These findings do not mean women are inherently better leaders than men at an individual level. They mean that, on average, across large samples, certain leadership behaviors that research associates with effectiveness are more commonly demonstrated by women. Understanding this matters for development conversations and for building balanced leadership teams.

Transformational Leadership Style

Leadership style research distinguishes between transactional leadership, managing by exception, rewarding compliance, and enforcing rules, and transformational leadership, inspiring through vision, developing others, modeling values, and creating conditions for intrinsic motivation. Multiple meta-analyses of the research find that women more frequently demonstrate transformational leadership behaviors.

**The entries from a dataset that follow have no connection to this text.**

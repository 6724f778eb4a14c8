//! # Persistência — Cenários de Fusão em Disco
//!
//! Um **cenário** descreve uma execução completa de fusão confiável: a
//! dimensão do domínio, o tipo de fusão, as revisões ponderadas e os relatos
//! de cada fonte (confiança + opinião). É salvo como JSON em
//! `data/scenario.json`.
//!
//! ## Formato
//!
//! ```json
//! {
//!   "dimension": 2,
//!   "fusion": "CUMULATIVE",
//!   "revisions": [{ "revision": "REFERENCE_FUSION", "conflict": "BELIEF_AVERAGE", "weight": 1.0 }],
//!   "sources": [
//!     {
//!       "name": "analista-1",
//!       "trust": { "belief_masses": [0.3, 0.0], "prior": [0.9, 0.1] },
//!       "belief_masses": [1.0, 0.0],
//!       "prior": [0.1, 0.9]
//!     }
//!   ]
//! }
//! ```
//!
//! `revisions` e os `prior` são opcionais; sem prior a taxa base neutra
//! (`1/N`) é usada.
//!
//! ## Dimensão em tempo de execução
//!
//! As opiniões têm dimensão fixada em compilação. O cenário carrega a
//! dimensão como número e [`Scenario::run`] despacha para `2..=5`.

use std::path::Path;

use anyhow::{Context, Result};
use serde::{Deserialize, Serialize};

use crate::core::{Opinion, Trust, TrustedOpinion};
use crate::error::SlError;
use crate::multi_source::{
    Conflict, ConflictType, FusionType, TrustRevisionType, TrustedFusion, WeightedRevision,
};

/// Caminho padrão do cenário (relativo à raiz do projeto).
pub const SCENARIO_PATH: &str = "data/scenario.json";

/// Relato de uma fonte: a confiança nela e a opinião que ela emite.
#[derive(Debug, Clone, PartialEq, Serialize, Deserialize)]
pub struct SourceReport {
    pub name: String,
    pub trust: Trust,
    pub belief_masses: Vec<f64>,
    #[serde(default, skip_serializing_if = "Option::is_none")]
    pub prior: Option<Vec<f64>>,
}

/// Execução de fusão confiável descrita em disco.
#[derive(Debug, Clone, PartialEq, Serialize, Deserialize)]
pub struct Scenario {
    pub dimension: usize,
    pub fusion: FusionType,
    #[serde(default)]
    pub revisions: Vec<WeightedRevision>,
    pub sources: Vec<SourceReport>,
}

/// Resultado de [`Scenario::run`], já sem dimensão estática.
#[derive(Debug, Clone, PartialEq, Serialize)]
pub struct ScenarioOutcome {
    pub belief_masses: Vec<f64>,
    pub uncertainty: f64,
    pub prior: Vec<f64>,
    pub projection: Vec<f64>,
    /// Conflito médio entre os relatos brutos.
    pub conflict: f64,
    /// Confiança de cada fonte após a revisão, na ordem de `sources`.
    pub revised_trusts: Vec<(String, Trust)>,
}

impl Scenario {
    /// Executa o cenário: revisão → desconto → fusão.
    ///
    /// # Erros
    ///
    /// - [`SlError::UnsupportedDimension`] para dimensões fora de `2..=5`
    /// - [`SlError::DimensionMismatch`] se alguma fonte tiver massas ou prior
    ///   com tamanho diferente da dimensão
    /// - erros de configuração da revisão de confiança
    pub fn run(&self) -> Result<ScenarioOutcome> {
        match self.dimension {
            2 => self.run_with::<2>(),
            3 => self.run_with::<3>(),
            4 => self.run_with::<4>(),
            5 => self.run_with::<5>(),
            other => Err(SlError::UnsupportedDimension(other).into()),
        }
    }

    fn run_with<const N: usize>(&self) -> Result<ScenarioOutcome> {
        let mut trusted_opinions = self
            .sources
            .iter()
            .map(|source| {
                source
                    .to_trusted_opinion::<N>()
                    .with_context(|| format!("Fonte '{}' incompatível com a dimensão {}", source.name, N))
            })
            .collect::<Result<Vec<_>>>()?;

        let raw = TrustedOpinion::extract_opinions(&trusted_opinions);
        let conflict = Conflict::conflict(ConflictType::Average, &raw);

        let fused = TrustedFusion::fuse_opinions_assign(self.fusion, &self.revisions, &mut trusted_opinions)
            .context("Falha na fusão confiável")?;

        let revised_trusts = self
            .sources
            .iter()
            .zip(&trusted_opinions)
            .map(|(source, top)| (source.name.clone(), *top.trust()))
            .collect();

        Ok(ScenarioOutcome {
            belief_masses: fused.belief_masses().to_vec(),
            uncertainty: fused.uncertainty(),
            prior: fused.prior().to_vec(),
            projection: fused.projection().to_vec(),
            conflict,
            revised_trusts,
        })
    }
}

impl SourceReport {
    fn to_trusted_opinion<const N: usize>(&self) -> Result<TrustedOpinion<Opinion<N>>, SlError> {
        let belief_masses = fixed::<N>(&self.belief_masses)?;
        let opinion = match &self.prior {
            Some(prior) => Opinion::new(belief_masses, fixed::<N>(prior)?),
            None => Opinion::from(belief_masses),
        };

        if !opinion.is_valid() || !self.trust.is_valid() {
            tracing::warn!(source = %self.name, "Relato inválido, resultado pode não ser uma opinião válida");
        }
        Ok(TrustedOpinion::new(self.trust, opinion))
    }
}

fn fixed<const N: usize>(values: &[f64]) -> Result<[f64; N], SlError> {
    values
        .try_into()
        .map_err(|_| SlError::DimensionMismatch { expected: N, found: values.len() })
}

/// Cenário embutido: três analistas, dois afirmando `x` e um `¬x`.
pub fn demo_scenario() -> Scenario {
    let source = |name: &str, trust: Trust, belief_masses: Vec<f64>| SourceReport {
        name: name.to_string(),
        trust,
        belief_masses,
        prior: Some(vec![0.1, 0.9]),
    };

    Scenario {
        dimension: 2,
        fusion: FusionType::Cumulative,
        revisions: vec![WeightedRevision::unit(
            TrustRevisionType::ReferenceFusion,
            ConflictType::BeliefAverage,
        )],
        sources: vec![
            source("analista-1", Trust::new_binomial_with_prior(0.3, 0.0, 0.9), vec![1.0, 0.0]),
            source("analista-2", Trust::new_binomial_with_prior(0.7, 0.0, 0.9), vec![0.0, 1.0]),
            source("analista-3", Trust::new_binomial_with_prior(0.4, 0.1, 0.9), vec![1.0, 0.0]),
        ],
    }
}

/// Salva o cenário como JSON pretty-printed, criando o diretório se preciso.
///
/// # Erros
///
/// Retorna erro se não conseguir criar o diretório, serializar,
/// ou escrever no arquivo.
pub fn save_scenario(path: &Path, scenario: &Scenario) -> Result<()> {
    if let Some(parent) = path.parent() {
        std::fs::create_dir_all(parent)
            .with_context(|| format!("Falha ao criar diretório {}", parent.display()))?;
    }
    let json = serde_json::to_string_pretty(scenario).context("Falha ao serializar cenário")?;
    std::fs::write(path, json).with_context(|| format!("Falha ao escrever {}", path.display()))?;
    Ok(())
}

/// Carrega o cenário do disco, ou o cenário embutido se o arquivo não existir.
///
/// # Erros
///
/// Retorna erro se o arquivo existir mas estiver corrompido
/// ou incompatível com o formato atual.
pub fn load_scenario(path: &Path) -> Result<Scenario> {
    if !path.exists() {
        tracing::warn!(path = %path.display(), "Cenário não encontrado, usando cenário embutido");
        return Ok(demo_scenario());
    }
    let json = std::fs::read_to_string(path)
        .with_context(|| format!("Falha ao ler {}", path.display()))?;
    let scenario: Scenario = serde_json::from_str(&json)
        .with_context(|| format!("Falha ao desserializar {}", path.display()))?;
    tracing::info!(
        path = %path.display(),
        dimension = scenario.dimension,
        sources = scenario.sources.len(),
        "Cenário carregado"
    );
    Ok(scenario)
}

Transformational leadership is particularly valuable in knowledge-intensive organizations, in environments requiring innovation and adaptability, and in situations where employee engagement and retention are critical to performance. As the economy has shifted away from routine production toward knowledge work, the premium on transformational leadership has increased. This is part of why the research correlation between female leadership and organizational performance has strengthened over time: the type of work being done has shifted toward domains where the strengths women statistically demonstrate are most consequential.

Inclusive Decision-Making

Research by Deloitte and others on inclusive leadership finds that leaders who seek multiple perspectives, listen actively, check their own assumptions, and create conditions where team members feel safe contributing ideas, produce teams with dramatically better decision quality. Studies of team problem-solving find that teams whose members feel psychologically safe to challenge the group's thinking consistently outperform teams where the leader's initial framing goes unquestioned.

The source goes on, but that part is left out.